■ Exercise: When the line containing "pub struct FilteredView<'a, T: Entity>" is found in the data below, copy it and each line after it through the line containing "pub fn len(&self)", exactly and with no others.

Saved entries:
────────────────────────────────────────

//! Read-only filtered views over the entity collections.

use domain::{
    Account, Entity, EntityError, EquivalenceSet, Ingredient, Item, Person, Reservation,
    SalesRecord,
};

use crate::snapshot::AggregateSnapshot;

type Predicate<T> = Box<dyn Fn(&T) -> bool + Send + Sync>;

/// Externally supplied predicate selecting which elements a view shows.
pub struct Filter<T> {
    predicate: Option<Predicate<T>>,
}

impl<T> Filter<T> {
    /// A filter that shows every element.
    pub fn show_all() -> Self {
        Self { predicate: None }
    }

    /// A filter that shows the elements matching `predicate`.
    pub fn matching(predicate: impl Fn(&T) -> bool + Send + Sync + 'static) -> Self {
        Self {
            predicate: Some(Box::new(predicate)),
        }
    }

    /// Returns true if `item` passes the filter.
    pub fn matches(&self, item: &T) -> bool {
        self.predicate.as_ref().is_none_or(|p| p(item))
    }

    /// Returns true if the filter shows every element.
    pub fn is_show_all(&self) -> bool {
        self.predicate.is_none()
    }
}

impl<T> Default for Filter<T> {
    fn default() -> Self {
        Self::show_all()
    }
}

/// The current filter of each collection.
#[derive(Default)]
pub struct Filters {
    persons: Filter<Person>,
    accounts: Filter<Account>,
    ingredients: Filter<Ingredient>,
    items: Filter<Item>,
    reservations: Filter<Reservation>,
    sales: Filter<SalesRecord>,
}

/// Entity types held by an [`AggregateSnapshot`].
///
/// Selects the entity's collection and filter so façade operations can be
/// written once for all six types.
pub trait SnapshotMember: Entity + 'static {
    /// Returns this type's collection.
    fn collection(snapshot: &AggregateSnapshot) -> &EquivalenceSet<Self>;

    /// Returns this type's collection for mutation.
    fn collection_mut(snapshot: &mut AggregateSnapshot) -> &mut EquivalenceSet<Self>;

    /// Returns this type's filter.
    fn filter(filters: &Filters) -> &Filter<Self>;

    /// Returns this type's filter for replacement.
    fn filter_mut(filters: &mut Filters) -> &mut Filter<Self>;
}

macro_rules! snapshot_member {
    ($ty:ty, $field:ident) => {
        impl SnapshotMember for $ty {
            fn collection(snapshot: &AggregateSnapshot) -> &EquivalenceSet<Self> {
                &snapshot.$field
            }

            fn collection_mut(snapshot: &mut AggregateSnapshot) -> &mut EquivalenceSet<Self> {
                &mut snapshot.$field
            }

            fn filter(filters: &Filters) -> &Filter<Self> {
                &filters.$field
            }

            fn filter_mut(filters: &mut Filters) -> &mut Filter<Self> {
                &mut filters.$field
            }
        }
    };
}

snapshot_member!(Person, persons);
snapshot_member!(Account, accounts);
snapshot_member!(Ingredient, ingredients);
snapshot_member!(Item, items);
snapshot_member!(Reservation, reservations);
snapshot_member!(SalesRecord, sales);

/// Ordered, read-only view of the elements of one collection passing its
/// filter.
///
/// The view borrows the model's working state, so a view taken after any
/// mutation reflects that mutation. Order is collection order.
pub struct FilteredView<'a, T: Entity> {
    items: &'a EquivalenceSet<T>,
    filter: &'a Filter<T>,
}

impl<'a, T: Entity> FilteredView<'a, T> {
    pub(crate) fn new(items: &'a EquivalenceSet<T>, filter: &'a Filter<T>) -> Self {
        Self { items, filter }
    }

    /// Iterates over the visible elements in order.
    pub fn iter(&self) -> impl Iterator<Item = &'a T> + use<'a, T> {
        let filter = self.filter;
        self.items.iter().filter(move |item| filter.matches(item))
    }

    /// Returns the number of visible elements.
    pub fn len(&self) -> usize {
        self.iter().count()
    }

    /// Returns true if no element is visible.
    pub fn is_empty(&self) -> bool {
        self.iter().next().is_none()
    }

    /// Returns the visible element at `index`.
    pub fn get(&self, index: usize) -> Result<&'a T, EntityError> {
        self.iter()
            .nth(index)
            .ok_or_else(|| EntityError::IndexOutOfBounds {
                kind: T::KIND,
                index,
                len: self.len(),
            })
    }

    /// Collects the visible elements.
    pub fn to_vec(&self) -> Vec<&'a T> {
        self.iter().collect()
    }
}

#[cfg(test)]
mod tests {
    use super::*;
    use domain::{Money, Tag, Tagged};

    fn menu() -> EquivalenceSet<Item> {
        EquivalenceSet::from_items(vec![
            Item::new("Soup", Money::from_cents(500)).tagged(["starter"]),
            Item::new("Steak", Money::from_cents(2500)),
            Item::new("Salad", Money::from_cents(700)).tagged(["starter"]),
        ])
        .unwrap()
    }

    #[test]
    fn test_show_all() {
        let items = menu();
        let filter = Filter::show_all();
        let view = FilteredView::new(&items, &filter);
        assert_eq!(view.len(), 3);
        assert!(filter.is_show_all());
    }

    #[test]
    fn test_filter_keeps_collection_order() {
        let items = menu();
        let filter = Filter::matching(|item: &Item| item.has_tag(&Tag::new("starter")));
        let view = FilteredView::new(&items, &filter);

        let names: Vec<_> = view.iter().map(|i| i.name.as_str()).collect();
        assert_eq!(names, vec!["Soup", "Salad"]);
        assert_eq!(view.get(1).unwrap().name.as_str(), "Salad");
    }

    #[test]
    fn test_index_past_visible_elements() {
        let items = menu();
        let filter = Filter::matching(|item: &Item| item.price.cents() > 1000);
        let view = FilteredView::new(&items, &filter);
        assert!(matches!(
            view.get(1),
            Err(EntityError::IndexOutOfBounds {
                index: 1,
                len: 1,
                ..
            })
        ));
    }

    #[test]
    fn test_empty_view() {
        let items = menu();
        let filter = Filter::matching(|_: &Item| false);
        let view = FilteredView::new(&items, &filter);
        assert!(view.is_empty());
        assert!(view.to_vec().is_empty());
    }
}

────────────────────────────────────────

■ Written solution:
pub struct FilteredView<'a, T: Entity> {
    items: &'a EquivalenceSet<T>,
    filter: &'a Filter<T>,
}

impl<'a, T: Entity> FilteredView<'a, T> {
    pub(crate) fn new(items: &'a EquivalenceSet<T>, filter: &'a Filter<T>) -> Self {
        Self { items, filter }
    }

    /// Iterates over the visible elements in order.
    pub fn iter(&self) -> impl Iterator<Item = &'a T> + use<'a, T> {
        let filter = self.filter;
        self.items.iter().filter(move |item| filter.matches(item))
    }

    /// Returns the number of visible elements.
    pub fn len(&self) -> usize {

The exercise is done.